_TASK DIRECTIONS_
Copy each line of the records below, from the first through the one that contains "state.identity.update_user_prompts(&bearer, body.overrides);", exactly as written.

_RAW DATA_
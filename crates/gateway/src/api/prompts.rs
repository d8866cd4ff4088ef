//! `GET/POST /prompts` — per-user prompt overrides (spec §4.8, §6). Mirrors
//! `api::config`, writing to `prompt_overrides` instead of `config_overrides`.

use axum::extract::{Extension, State};
use axum::http::StatusCode;
use axum::response::{IntoResponse, Json};

use crate::api::auth::{authorize_signed_overrides, PublicKey, SignedOverridesRequest};
use crate::state::AppState;

pub async fn get_prompts(State(state): State<AppState>, Extension(PublicKey(owner_key)): Extension<PublicKey>) -> impl IntoResponse {
    Json(state.identity.get_effective_profile(&owner_key, &state.config))
}

pub async fn post_prompts(State(state): State<AppState>, Extension(PublicKey(bearer)): Extension<PublicKey>, Json(body): Json<SignedOverridesRequest>) -> impl IntoResponse {
    if let Err(e) = authorize_signed_overrides(&bearer, &body) {
        return (StatusCode::FORBIDDEN, Json(serde_json::json!({"error": e.to_string()}))).into_response();
    }
    state.identity.update_user_prompts(&bearer, body.overrides);
    (StatusCode::OK, Json(serde_json::json!({"status": "success", "message": "prompts updated"}))).into_response()
}
//! Wires the provider registry to the bus: consumes `llm.requests`, drives
//! the selected provider's streaming completion, forwards content deltas to
//! `ui.events`, and publishes the final `llm.results` (spec §4.5).

use std::sync::Arc;

use futures_util::StreamExt;
use nx_bus::{Bus, Topic};
use nx_domain::models::{Message as BusMessage, MessageContent, Role};
use nx_domain::stream::StreamEvent;
use nx_domain::tool::{Message, ToolCall, ToolDefinition};

use crate::registry::ProviderRegistry;
use crate::traits::ChatRequest;

pub fn register(bus: &Bus, registry: Arc<ProviderRegistry>) {
    let publish_bus = bus.clone();
    bus.subscribe(Topic::LlmRequests, move |payload| {
        let registry = registry.clone();
        let bus = publish_bus.clone();
        async move {
            let envelope: BusMessage = match serde_json::from_value(payload) {
                Ok(m) => m,
                Err(e) => {
                    tracing::warn!(error = %e, "llm service: malformed request, dropping");
                    return;
                }
            };
            run_request(&bus, &envelope, &registry).await;
        }
    });
}

async fn run_request(bus: &Bus, envelope: &BusMessage, registry: &ProviderRegistry) {
    let Some(map) = envelope.content.as_map() else {
        tracing::warn!("llm service: llm.requests payload is not a map, dropping");
        return;
    };

    let messages: Vec<Message> = map
        .get("messages")
        .cloned()
        .and_then(|v| serde_json::from_value(v).ok())
        .unwrap_or_default();
    let tools: Vec<ToolDefinition> = map
        .get("tools")
        .cloned()
        .and_then(|v| serde_json::from_value(v).ok())
        .unwrap_or_default();

    let provider = registry.list_providers().into_iter().next().and_then(|id| registry.get(&id));

    let Some(provider) = provider else {
        publish_error(bus, envelope, "no LLM provider configured");
        return;
    };

    let request = ChatRequest {
        messages,
        tools,
        temperature: None,
        max_tokens: None,
        model: None,
        stream: true,
    };

    let stream = match provider.chat_stream(request).await {
        Ok(stream) => stream,
        Err(e) => {
            publish_error(bus, envelope, &e.to_string());
            return;
        }
    };

    let mut content = String::new();
    let mut tool_calls: Vec<ToolCall> = Vec::new();
    tokio::pin!(stream);

    while let Some(event) = stream.next().await {
        match event {
            Ok(StreamEvent::Token { text }) => {
                content.push_str(&text);
                publish_chunk(bus, envelope, &text);
            }
            Ok(StreamEvent::ToolCallFinished { call_id, tool_name, arguments }) => {
                tool_calls.push(ToolCall { call_id, tool_name, arguments });
            }
            Ok(StreamEvent::ToolCallStarted { .. }) | Ok(StreamEvent::ToolCallDelta { .. }) => {}
            Ok(StreamEvent::Done { .. }) => break,
            Ok(StreamEvent::Error { message }) => {
                publish_error(bus, envelope, &message);
                return;
            }
            Err(e) => {
                publish_error(bus, envelope, &e.to_string());
                return;
            }
        }
    }

    publish_result(bus, envelope, content, tool_calls);
}

fn publish_chunk(bus: &Bus, envelope: &BusMessage, chunk: &str) {
    let mut content = serde_json::Map::new();
    content.insert("event".into(), serde_json::json!("text_chunk"));
    content.insert("run_id".into(), serde_json::json!(envelope.run_id));
    content.insert(
        "payload".into(),
        serde_json::json!({"chunk": chunk, "is_final": false}),
    );
    let ui_event = BusMessage::new(
        envelope.run_id.clone(),
        envelope.owner_key.clone(),
        Role::System,
        MessageContent::Map(content),
    );
    bus.publish(Topic::UiEvents, serde_json::to_value(ui_event).unwrap());
}

fn publish_result(bus: &Bus, envelope: &BusMessage, content: String, tool_calls: Vec<ToolCall>) {
    let mut map = serde_json::Map::new();
    map.insert("content".into(), serde_json::json!(content));
    map.insert(
        "tool_calls".into(),
        if tool_calls.is_empty() {
            serde_json::Value::Null
        } else {
            serde_json::to_value(&tool_calls).unwrap()
        },
    );
    let result = BusMessage::new(
        envelope.run_id.clone(),
        envelope.owner_key.clone(),
        Role::Ai,
        MessageContent::Map(map),
    );
    bus.publish(Topic::LlmResults, serde_json::to_value(result).unwrap());
}

fn publish_error(bus: &Bus, envelope: &BusMessage, message: &str) {
    tracing::warn!(error = %message, run_id = %envelope.run_id, "llm service: request failed");
    let mut map = serde_json::Map::new();
    map.insert(
        "content".into(),
        serde_json::json!(format!("Error processing LLM request: {message}")),
    );
    map.insert("tool_calls".into(), serde_json::Value::Null);
    let result = BusMessage::new(
        envelope.run_id.clone(),
        envelope.owner_key.clone(),
        Role::Ai,
        MessageContent::Map(map),
    );
    bus.publish(Topic::LlmResults, serde_json::to_value(result).unwrap());
}

#[cfg(test)]
mod tests {
    use super::*;
    use nx_domain::config::LlmConfig;

    #[tokio::test]
    async fn missing_provider_publishes_terminal_error_result() {
        let bus = Bus::new();
        let seen = Arc::new(tokio::sync::Mutex::new(None));
        let s = seen.clone();
        bus.subscribe(Topic::LlmResults, move |payload| {
            let s = s.clone();
            async move {
                *s.lock().await = Some(payload);
            }
        });
        bus.run_forever();

        let registry = Arc::new(ProviderRegistry::from_config(&LlmConfig::default()).unwrap());
        register(&bus, registry);

        let mut content = serde_json::Map::new();
        content.insert("messages".into(), serde_json::json!([]));
        content.insert("tools".into(), serde_json::json!([]));
        let envelope = BusMessage::new("run_1", "0xabc", Role::System, MessageContent::Map(content));
        bus.publish(Topic::LlmRequests, serde_json::to_value(envelope).unwrap());

        tokio::time::sleep(std::time::Duration::from_millis(50)).await;
        let result = seen.lock().await.clone().expect("expected an llm.results publish");
        let parsed: BusMessage = serde_json::from_value(result).unwrap();
        let map = parsed.content.as_map().unwrap();
        assert!(map["content"].as_str().unwrap().contains("no LLM provider configured"));
    }
}
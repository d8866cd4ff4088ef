//! `${NAME}` environment-variable interpolation for string config values.
//!
//! Applied once, after TOML deserialization, over every provider `api_key`
//! and `base_url` field. Unset variables are left untouched (the literal
//! `${NAME}` stays in the string) rather than erroring, so an operator can
//! see at a glance which variable is missing.

use std::env;

/// Replace every `${NAME}` substring in `input` with the value of the
/// environment variable `NAME`. Leaves the placeholder alone when the
/// variable is unset or contains invalid UTF-8.
pub fn interpolate_env(input: &str) -> String {
    let mut out = String::with_capacity(input.len());
    let mut rest = input;

    while let Some(start) = rest.find("${") {
        let Some(end) = rest[start..].find('}') else {
            out.push_str(rest);
            return out;
        };
        let end = start + end;
        out.push_str(&rest[..start]);

        let name = &rest[start + 2..end];
        match env::var(name) {
            Ok(val) => out.push_str(&val),
            Err(_) => out.push_str(&rest[start..=end]),
        }
        rest = &rest[end + 1..];
    }
    out.push_str(rest);
    out
}
use serde::{Deserialize, Serialize};

// ━━━━━━━━━━━━━━━━━━━━━━━━━━━━━━━━━━━━━━━━━━━━━━━━━━━━━━━━━━━━━━━━━━
// Memory: Shared Memory rendering size + background learning task
// ━━━━━━━━━━━━━━━━━━━━━━━━━━━━━━━━━━━━━━━━━━━━━━━━━━━━━━━━━━━━━━━━━━

#[derive(Debug, Clone, Serialize, Deserialize)]
pub struct MemoryConfig {
    /// How many recent history messages the Context Builder renders into
    /// `[SHARED_MEMORY]`.
    #[serde(default = "d_history_context_size")]
    pub history_context_size: u32,
    #[serde(default)]
    pub learning: LearningConfig,
}

impl Default for MemoryConfig {
    fn default() -> Self {
        Self {
            history_context_size: d_history_context_size(),
            learning: LearningConfig::default(),
        }
    }
}

#[derive(Debug, Clone, Serialize, Deserialize)]
pub struct LearningConfig {
    #[serde(default = "d_true")]
    pub enabled: bool,
    #[serde(default = "d_threshold_turns")]
    pub threshold_turns: u32,
    /// Which model role drives the out-of-band learning call: "system" uses
    /// the operator's configured model, "user" uses the owner's preference.
    #[serde(default = "d_llm_model")]
    pub llm_model: String,
}

impl Default for LearningConfig {
    fn default() -> Self {
        Self {
            enabled: true,
            threshold_turns: d_threshold_turns(),
            llm_model: d_llm_model(),
        }
    }
}

fn d_history_context_size() -> u32 {
    20
}
fn d_true() -> bool {
    true
}
fn d_threshold_turns() -> u32 {
    20
}
fn d_llm_model() -> String {
    "system".into()
}

#[cfg(test)]
mod tests {
    use super::*;

    #[test]
    fn defaults_match_spec() {
        let m = MemoryConfig::default();
        assert_eq!(m.history_context_size, 20);
        assert!(m.learning.enabled);
        assert_eq!(m.learning.threshold_turns, 20);
        assert_eq!(m.learning.llm_model, "system");
    }
}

_RESULT OF THIS EXERCISE_
filename crates/gateway/src/api/prompts.rs
repository d8866cd4ff4088ef
//! `GET/POST /prompts` — per-user prompt overrides (spec §4.8, §6). Mirrors
//! `api::config`, writing to `prompt_overrides` instead of `config_overrides`.

use axum::extract::{Extension, State};
use axum::http::StatusCode;
use axum::response::{IntoResponse, Json};

use crate::api::auth::{authorize_signed_overrides, PublicKey, SignedOverridesRequest};
use crate::state::AppState;

pub async fn get_prompts(State(state): State<AppState>, Extension(PublicKey(owner_key)): Extension<PublicKey>) -> impl IntoResponse {
    Json(state.identity.get_effective_profile(&owner_key, &state.config))
}

pub async fn post_prompts(State(state): State<AppState>, Extension(PublicKey(bearer)): Extension<PublicKey>, Json(body): Json<SignedOverridesRequest>) -> impl IntoResponse {
    if let Err(e) = authorize_signed_overrides(&bearer, &body) {
        return (StatusCode::FORBIDDEN, Json(serde_json::json!({"error": e.to_string()}))).into_response();
    }
    state.identity.update_user_prompts(&bearer, body.overrides);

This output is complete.